→ Activity: Every line in the records below that holds the word "TrustServiceError" is to be copied.

→ Listed entries:
%%

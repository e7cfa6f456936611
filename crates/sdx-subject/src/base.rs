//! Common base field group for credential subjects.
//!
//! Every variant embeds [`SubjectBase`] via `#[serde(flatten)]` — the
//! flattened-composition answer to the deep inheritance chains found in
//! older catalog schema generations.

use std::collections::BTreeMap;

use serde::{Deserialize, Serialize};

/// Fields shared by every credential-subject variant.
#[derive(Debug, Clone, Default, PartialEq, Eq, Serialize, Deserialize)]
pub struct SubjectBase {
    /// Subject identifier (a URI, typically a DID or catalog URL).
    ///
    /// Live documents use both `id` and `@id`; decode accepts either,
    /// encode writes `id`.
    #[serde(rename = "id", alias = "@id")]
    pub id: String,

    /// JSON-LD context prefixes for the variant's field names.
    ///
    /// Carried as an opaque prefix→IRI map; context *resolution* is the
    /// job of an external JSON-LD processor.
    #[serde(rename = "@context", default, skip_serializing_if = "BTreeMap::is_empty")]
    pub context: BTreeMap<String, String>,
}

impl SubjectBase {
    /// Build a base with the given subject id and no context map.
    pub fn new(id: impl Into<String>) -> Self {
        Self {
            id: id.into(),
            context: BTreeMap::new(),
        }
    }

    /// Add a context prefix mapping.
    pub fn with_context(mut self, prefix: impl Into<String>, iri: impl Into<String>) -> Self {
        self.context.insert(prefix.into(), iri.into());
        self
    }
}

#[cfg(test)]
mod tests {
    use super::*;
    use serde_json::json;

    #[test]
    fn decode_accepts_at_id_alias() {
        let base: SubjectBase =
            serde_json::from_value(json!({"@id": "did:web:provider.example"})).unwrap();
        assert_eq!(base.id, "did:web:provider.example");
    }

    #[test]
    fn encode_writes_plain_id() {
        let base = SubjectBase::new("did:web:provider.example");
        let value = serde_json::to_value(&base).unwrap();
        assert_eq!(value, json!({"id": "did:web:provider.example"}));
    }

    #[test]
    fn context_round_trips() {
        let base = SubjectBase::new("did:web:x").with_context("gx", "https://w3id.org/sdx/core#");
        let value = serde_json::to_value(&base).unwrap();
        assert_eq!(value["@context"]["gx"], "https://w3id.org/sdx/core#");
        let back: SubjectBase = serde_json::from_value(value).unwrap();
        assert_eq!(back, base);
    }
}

%%
%%

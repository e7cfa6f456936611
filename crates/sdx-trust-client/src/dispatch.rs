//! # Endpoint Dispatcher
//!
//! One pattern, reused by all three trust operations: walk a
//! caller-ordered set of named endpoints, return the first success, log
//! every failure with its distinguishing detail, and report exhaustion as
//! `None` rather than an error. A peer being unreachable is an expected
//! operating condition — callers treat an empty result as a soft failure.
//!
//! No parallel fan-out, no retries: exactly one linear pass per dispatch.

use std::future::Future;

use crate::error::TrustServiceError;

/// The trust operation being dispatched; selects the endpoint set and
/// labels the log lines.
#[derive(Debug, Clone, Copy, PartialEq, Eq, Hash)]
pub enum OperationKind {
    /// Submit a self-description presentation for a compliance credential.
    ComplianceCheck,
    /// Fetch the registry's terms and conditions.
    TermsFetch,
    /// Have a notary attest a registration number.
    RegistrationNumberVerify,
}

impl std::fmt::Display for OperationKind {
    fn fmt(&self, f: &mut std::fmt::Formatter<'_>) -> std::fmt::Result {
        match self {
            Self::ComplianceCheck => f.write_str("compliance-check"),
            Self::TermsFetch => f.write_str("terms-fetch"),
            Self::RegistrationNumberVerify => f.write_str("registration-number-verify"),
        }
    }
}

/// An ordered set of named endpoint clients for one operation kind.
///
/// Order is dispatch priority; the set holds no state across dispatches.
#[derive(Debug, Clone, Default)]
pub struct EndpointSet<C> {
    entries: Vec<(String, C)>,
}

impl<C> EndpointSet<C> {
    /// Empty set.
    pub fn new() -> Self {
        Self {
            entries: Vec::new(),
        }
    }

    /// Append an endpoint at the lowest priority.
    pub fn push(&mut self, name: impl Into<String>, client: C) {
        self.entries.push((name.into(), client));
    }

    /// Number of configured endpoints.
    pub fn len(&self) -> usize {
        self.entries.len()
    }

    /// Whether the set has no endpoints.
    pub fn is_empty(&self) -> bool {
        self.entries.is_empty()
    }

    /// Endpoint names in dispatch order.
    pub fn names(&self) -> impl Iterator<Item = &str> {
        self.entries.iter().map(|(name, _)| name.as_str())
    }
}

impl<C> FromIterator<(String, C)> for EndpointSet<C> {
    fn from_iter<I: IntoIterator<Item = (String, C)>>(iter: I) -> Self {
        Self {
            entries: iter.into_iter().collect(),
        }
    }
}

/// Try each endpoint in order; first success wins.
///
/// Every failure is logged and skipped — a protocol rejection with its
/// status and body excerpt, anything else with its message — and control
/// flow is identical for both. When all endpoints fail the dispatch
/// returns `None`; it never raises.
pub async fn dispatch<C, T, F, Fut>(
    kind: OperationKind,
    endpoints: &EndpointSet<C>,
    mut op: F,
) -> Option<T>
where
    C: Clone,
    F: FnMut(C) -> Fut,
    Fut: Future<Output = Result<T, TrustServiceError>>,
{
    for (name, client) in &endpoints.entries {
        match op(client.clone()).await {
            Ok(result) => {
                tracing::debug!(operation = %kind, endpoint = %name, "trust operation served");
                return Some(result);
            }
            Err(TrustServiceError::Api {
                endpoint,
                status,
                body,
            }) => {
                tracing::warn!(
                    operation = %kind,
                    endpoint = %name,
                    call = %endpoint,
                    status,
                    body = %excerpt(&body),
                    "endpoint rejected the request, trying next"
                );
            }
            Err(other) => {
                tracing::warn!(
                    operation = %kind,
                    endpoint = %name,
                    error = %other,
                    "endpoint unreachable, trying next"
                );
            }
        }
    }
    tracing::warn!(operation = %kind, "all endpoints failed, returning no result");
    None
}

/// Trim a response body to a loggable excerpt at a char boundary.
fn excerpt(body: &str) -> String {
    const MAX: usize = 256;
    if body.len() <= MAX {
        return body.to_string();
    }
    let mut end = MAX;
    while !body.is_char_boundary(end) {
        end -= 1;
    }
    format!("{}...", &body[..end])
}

%%

→ Worked solution:
use crate::error::TrustServiceError;
    Fut: Future<Output = Result<T, TrustServiceError>>,
            Err(TrustServiceError::Api {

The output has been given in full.